Dry needling may not be the top profit driver for many therapists, but its popularity can make it a great tool for getting more patients through the door, and into the rehab therapy funnel.
COVID-19 didn’t offer many silver linings, but it did highlight the convenience of home-based health care. And as the pandemic recedes, more patients are looking to continue with at-home services rather than returning entirely to in-person visits. As such, in-home visits can be a new avenue to reaching more patients, whether they have mobility issues, live in isolated rural areas, or are simply looking for a more convenient rehab experience.
As Yoda might say, “Already know clinicians that which they need.”
In-home treatment is less about expanding what you’re offering patients and more about how you’re offering it; you’ll still be billing payers (or taking cash payment) for many of the services you’d otherwise offer in your clinic.
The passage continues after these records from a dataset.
use std::sync::Arc;

use crate::domain::{Post, PostId, PostPage};
use crate::store::{RequestError, Store};

/// Characters of content shown per post in the listing.
pub const EXCERPT_CHARS: usize = 200;

/// One row of the listing.
#[derive(Debug, Clone, PartialEq, Eq)]
pub struct PostSummary {
    pub id: PostId,
    pub title: String,
    pub excerpt: String,
    pub posted_on: String,
}

impl From<&Post> for PostSummary {
    fn from(post: &Post) -> Self {
        Self {
            id: post.id.clone(),
            title: post.title.clone(),
            excerpt: post.excerpt(EXCERPT_CHARS).into_owned(),
            posted_on: post.posted_on(),
        }
    }
}

/// Everything the home listing renders.
#[derive(Debug, Clone, PartialEq, Eq)]
pub struct HomeView {
    pub loading: bool,
    pub error: Option<String>,
    pub posts: Vec<PostSummary>,
    pub current_page: u32,
    pub total_pages: u64,
    pub has_previous: bool,
    pub has_next: bool,
    pub can_create: bool,
}

impl HomeView {
    pub fn show_pagination(&self) -> bool {
        self.total_pages > 1
    }
}

/// Paginated listing of every post.
pub struct HomePage {
    store: Arc<Store>,
}

impl HomePage {
    pub fn new(store: Arc<Store>) -> Self {
        Self { store }
    }

    /// Fetch the page the store currently points at.
    pub async fn load(&self) -> Result<PostPage, RequestError> {
        self.store.fetch_current_page().await
    }

    /// Move to `page` and load it. Page 0 means the first page.
    pub async fn go_to(&self, page: u32) -> Result<PostPage, RequestError> {
        self.store.set_page(page.max(1));
        self.load().await
    }

    pub async fn next(&self) -> Result<PostPage, RequestError> {
        let page = self.store.blog_state().current_page;
        self.go_to(page.saturating_add(1)).await
    }

    pub async fn previous(&self) -> Result<PostPage, RequestError> {
        let page = self.store.blog_state().current_page;
        self.go_to(page.saturating_sub(1)).await
    }

    pub fn view(&self) -> HomeView {
        let state = self.store.state();
        let blog = &state.blog;
        let total_pages = blog.total_pages();

        HomeView {
            loading: blog.loading,
            error: blog.error.clone(),
            posts: blog.posts.iter().map(PostSummary::from).collect(),
            current_page: blog.current_page,
            total_pages,
            has_previous: blog.current_page > 1,
            has_next: u64::from(blog.current_page) < total_pages,
            can_create: state.auth.user.is_some(),
        }
    }
}
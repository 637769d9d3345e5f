//! Typed ID wrapper for users.

use serde::{Deserialize, Serialize};
use std::fmt::{self, Display};
use std::num::ParseIntError;
use std::str::FromStr;
use thiserror::Error;

/// Error returned when a path segment is not a valid user id.
#[derive(Debug, Error, PartialEq, Eq)]
pub enum UserIdError {
    /// The value is not an integer.
    #[error("ID must be an integer: {0}")]
    NotAnInteger(#[from] ParseIntError),
    /// The value is zero or negative.
    #[error("ID must be a positive integer")]
    NotPositive,
}

/// A strongly-typed wrapper for store-assigned user IDs.
#[derive(Debug, Clone, Copy, PartialEq, Eq, Hash, PartialOrd, Ord, Serialize, Deserialize)]
#[cfg_attr(feature = "openapi", derive(utoipa::ToSchema))]
#[serde(transparent)]
pub struct UserId(pub i64);

impl UserId {
    /// Parses a user ID, accepting only positive integers.
    pub fn parse(s: &str) -> Result<Self, UserIdError> {
        let id: i64 = s.trim().parse()?;
        if id <= 0 {
            return Err(UserIdError::NotPositive);
        }
        Ok(Self(id))
    }

    /// Returns the inner value.
    #[must_use]
    pub const fn into_inner(self) -> i64 {
        self.0
    }
}

impl Display for UserId {
    fn fmt(&self, f: &mut fmt::Formatter<'_>) -> fmt::Result {
        write!(f, "{}", self.0)
    }
}

impl FromStr for UserId {
    type Err = UserIdError;

    fn from_str(s: &str) -> Result<Self, Self::Err> {
        Self::parse(s)
    }
}

impl From<i64> for UserId {
    fn from(id: i64) -> Self {
        Self(id)
    }
}

impl From<UserId> for i64 {
    fn from(id: UserId) -> Self {
        id.0
    }
}
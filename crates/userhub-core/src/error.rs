//! Unified error types for all layers of the application.

use serde::{Deserialize, Serialize};
use std::fmt::Debug;
use thiserror::Error;

/// Unified error type for all layers of Userhub.
///
/// Domain failures (`NotFound`, `Validation`, `Conflict`) surface to API
/// clients as 4xx responses. Every infrastructure variant maps to a 500.
#[derive(Error, Debug)]
pub enum HubError {
    // ============ Domain Errors ============
    /// Resource not found
    #[error("{resource_type} with ID {id} not found")]
    NotFound {
        resource_type: &'static str,
        id: String,
    },

    /// Validation error
    #[error("Validation error: {0}")]
    Validation(String),

    /// Conflict error (e.g., duplicate email)
    #[error("Conflict: {0}")]
    Conflict(String),

    // ============ Infrastructure Errors ============
    /// Database error
    #[error("Database error: {0}")]
    Database(String),

    /// Redis/Cache error
    #[error("Cache error: {0}")]
    Cache(String),

    /// Configuration error
    #[error("Configuration error: {0}")]
    Configuration(String),

    // ============ Internal Errors ============
    /// Internal error
    #[error("Internal error: {0}")]
    Internal(String),

    /// Generic error wrapper
    #[error(transparent)]
    Other(#[from] anyhow::Error),
}

impl HubError {
    /// Returns the HTTP status code for this error.
    ///
    /// Duplicate emails are reported as bad requests rather than 409 so that
    /// existing API clients keep working.
    #[must_use]
    pub const fn status_code(&self) -> u16 {
        match self {
            Self::NotFound { .. } => 404,
            Self::Validation(_) | Self::Conflict(_) => 400,
            Self::Database(_)
            | Self::Cache(_)
            | Self::Configuration(_)
            | Self::Internal(_)
            | Self::Other(_) => 500,
        }
    }

    /// Returns a machine-readable error code.
    #[must_use]
    pub const fn error_code(&self) -> &'static str {
        match self {
            Self::NotFound { .. } => "NOT_FOUND",
            Self::Validation(_) => "VALIDATION_ERROR",
            Self::Conflict(_) => "CONFLICT",
            Self::Database(_) => "DATABASE_ERROR",
            Self::Cache(_) => "CACHE_ERROR",
            Self::Configuration(_) => "CONFIGURATION_ERROR",
            Self::Internal(_) | Self::Other(_) => "INTERNAL_ERROR",
        }
    }

    /// Returns true for errors that originate in infrastructure rather than
    /// in the caller's request.
    #[must_use]
    pub const fn is_server_error(&self) -> bool {
        self.status_code() >= 500
    }

    /// Creates a not found error for a resource.
    #[must_use]
    pub fn not_found<T: ToString>(resource_type: &'static str, id: T) -> Self {
        Self::NotFound {
            resource_type,
            id: id.to_string(),
        }
    }

    /// Duplicate email. The text is fixed so that store-level unique
    /// violations and the service pre-check read the same.
    #[must_use]
    pub fn duplicate_email() -> Self {
        Self::Conflict("Email already exists".to_string())
    }

    /// Creates a cache error.
    #[must_use]
    pub fn cache<T: Into<String>>(message: T) -> Self {
        Self::Cache(message.into())
    }
}

#[cfg(feature = "sqlx")]
impl From<sqlx::Error> for HubError {
    fn from(err: sqlx::Error) -> Self {
        match &err {
            // The only unique index on `users` is the email.
            sqlx::Error::Database(db_err) if db_err.is_unique_violation() => {
                Self::duplicate_email()
            }
            _ => Self::Database(err.to_string()),
        }
    }
}

impl From<serde_json::Error> for HubError {
    fn from(err: serde_json::Error) -> Self {
        Self::Internal(format!("JSON serialization error: {err}"))
    }
}

/// Serializable error response for API responses.
#[derive(Debug, Clone, Serialize, Deserialize)]
#[cfg_attr(feature = "openapi", derive(utoipa::ToSchema))]
pub struct ErrorResponse {
    /// Machine-readable error code
    pub code: String,
    /// Human-readable error message
    pub message: String,
    /// Optional field-level errors for validation
    #[serde(skip_serializing_if = "Option::is_none")]
    pub details: Option<Vec<FieldError>>,
}

/// Field-level validation error.
#[derive(Debug, Clone, Serialize, Deserialize)]
#[cfg_attr(feature = "openapi", derive(utoipa::ToSchema))]
pub struct FieldError {
    /// Field name
    pub field: String,
    /// Error message
    pub message: String,
    /// Error code
    pub code: String,
}

impl ErrorResponse {
    /// Message used in place of the error text for 5xx responses.
    pub const GENERIC_SERVER_MESSAGE: &'static str = "Internal server error";

    /// Creates a new error response from a `HubError`.
    ///
    /// Server-side failures never expose their underlying message.
    #[must_use]
    pub fn from_error(error: &HubError) -> Self {
        let message = if error.is_server_error() {
            Self::GENERIC_SERVER_MESSAGE.to_string()
        } else {
            error.to_string()
        };

        Self {
            code: error.error_code().to_string(),
            message,
            details: None,
        }
    }

    /// Sets field-level validation errors.
    #[must_use]
    pub fn with_details(mut self, details: Vec<FieldError>) -> Self {
        self.details = Some(details);
        self
    }
}

impl From<&HubError> for ErrorResponse {
    fn from(error: &HubError) -> Self {
        Self::from_error(error)
    }
}
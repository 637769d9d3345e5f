//! In-process cache used when Redis is disabled.

use super::CacheInterface;
use async_trait::async_trait;
use parking_lot::Mutex;
use std::collections::HashMap;
use std::sync::atomic::{AtomicBool, Ordering};
use std::time::{Duration, Instant};
use tracing::debug;
use userhub_core::{HealthCheck, HealthStatus, HubError, HubResult};

struct Entry {
    value: String,
    expires_at: Instant,
}

/// TTL-aware map behind a mutex. Expired entries are dropped lazily on read.
#[derive(Default)]
pub struct MemoryCache {
    entries: Mutex<HashMap<String, Entry>>,
    closed: AtomicBool,
}

impl MemoryCache {
    /// Creates an empty cache.
    #[must_use]
    pub fn new() -> Self {
        Self::default()
    }

    /// Number of live entries.
    #[must_use]
    pub fn len(&self) -> usize {
        let now = Instant::now();
        self.entries
            .lock()
            .values()
            .filter(|e| e.expires_at > now)
            .count()
    }

    /// Returns true when no live entries remain.
    #[must_use]
    pub fn is_empty(&self) -> bool {
        self.len() == 0
    }

    fn ensure_open(&self) -> HubResult<()> {
        if self.closed.load(Ordering::Acquire) {
            return Err(HubError::cache("Cache is closed"));
        }
        Ok(())
    }
}

#[async_trait]
impl CacheInterface for MemoryCache {
    async fn get_raw(&self, key: &str) -> HubResult<Option<String>> {
        self.ensure_open()?;
        let mut entries = self.entries.lock();
        let value = match entries.get(key) {
            Some(entry) if entry.expires_at > Instant::now() => Some(entry.value.clone()),
            Some(_) => {
                entries.remove(key);
                None
            }
            None => None,
        };

        match &value {
            Some(_) => debug!("Cache hit for key '{}'", key),
            None => debug!("Cache miss for key '{}'", key),
        }
        Ok(value)
    }

    async fn set_raw(&self, key: &str, value: &str, ttl: Duration) -> HubResult<()> {
        self.ensure_open()?;
        let now = Instant::now();
        let mut entries = self.entries.lock();
        // Keys that are never read again would otherwise stay forever.
        entries.retain(|_, entry| entry.expires_at > now);
        entries.insert(
            key.to_string(),
            Entry {
                value: value.to_string(),
                expires_at: now + ttl,
            },
        );
        drop(entries);
        debug!("Cached key '{}' with TTL {}s", key, ttl.as_secs());
        Ok(())
    }

    async fn delete(&self, key: &str) -> HubResult<bool> {
        self.ensure_open()?;
        let deleted = self.entries.lock().remove(key).is_some();
        debug!("Deleted key '{}': {}", key, deleted);
        Ok(deleted)
    }

    async fn close(&self) {
        self.closed.store(true, Ordering::Release);
        self.entries.lock().clear();
    }
}

#[async_trait]
impl HealthCheck for MemoryCache {
    fn name(&self) -> &str {
        "cache"
    }

    async fn check(&self) -> HealthStatus {
        if self.closed.load(Ordering::Acquire) {
            HealthStatus::Unhealthy("closed".to_string())
        } else {
            HealthStatus::Healthy
        }
    }
}
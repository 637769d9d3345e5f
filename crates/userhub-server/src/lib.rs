//! # Userhub Server Library
//!
//! Resource wiring, logging setup and startup output for the server binary.

pub mod logging;
pub mod resources;
pub mod startup;

pub use logging::init_logging;
pub use resources::Resources;
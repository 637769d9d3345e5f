//! # Userhub Service
//!
//! Business logic for user management: store writes with cache invalidation
//! and cache-aside reads.

pub mod cache;
pub mod dto;
pub mod r#impl;
pub mod user_service;

pub use cache::*;
pub use dto::*;
pub use r#impl::UserServiceImpl;
pub use user_service::*;
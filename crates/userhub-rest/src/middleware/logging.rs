//! Request logging middleware.

use axum::{body::Body, http::Request, middleware::Next, response::Response};
use std::time::Instant;
use tracing::info;

/// Logs method, uri, status and latency for every request.
pub async fn logging_middleware(request: Request<Body>, next: Next) -> Response {
    let method = request.method().clone();
    let uri = request.uri().clone();
    let start = Instant::now();

    let response = next.run(request).await;

    info!(
        target: "http",
        method = %method,
        uri = %uri,
        status = response.status().as_u16(),
        duration_ms = u64::try_from(start.elapsed().as_millis()).unwrap_or(u64::MAX),
        "HTTP request completed"
    );

    response
}
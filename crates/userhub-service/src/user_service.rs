//! User service trait definition.

use crate::dto::{CreateUserRequest, MessageResponse, UpdateUserRequest, UserResponse};
use async_trait::async_trait;
use userhub_core::{HubResult, UserId};

/// User service trait.
#[async_trait]
pub trait UserService: Send + Sync {
    /// Creates a new user.
    async fn create(&self, request: CreateUserRequest) -> HubResult<UserResponse>;

    /// Lists every user.
    async fn find_all(&self) -> HubResult<Vec<UserResponse>>;

    /// Gets a user by ID. Absence is not an error at this layer.
    async fn find_one(&self, id: UserId) -> HubResult<Option<UserResponse>>;

    /// Applies a partial update.
    async fn update(&self, id: UserId, request: UpdateUserRequest) -> HubResult<UserResponse>;

    /// Deletes a user.
    async fn remove(&self, id: UserId) -> HubResult<MessageResponse>;
}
And as we laid out in this blog post, most brick-and-mortar clinics should already have much of what they need to transition to providing in-home rehab services. Depending upon how fully you want to embrace in-home care, you can devote certain days of the week or certain staff members to house calls.
Perhaps in a galaxy far, far away, reimbursements are commensurate with the value rehab therapists provide to patients on a daily basis, and clinicians can discuss new technology and services entirely through the lens of improving patient outcomes. But while we remain stuck on the Outer Rim as far as respect and compensation are concerned, alternative revenue streams offer a new hope to therapists struggling to make enough money in this current environment.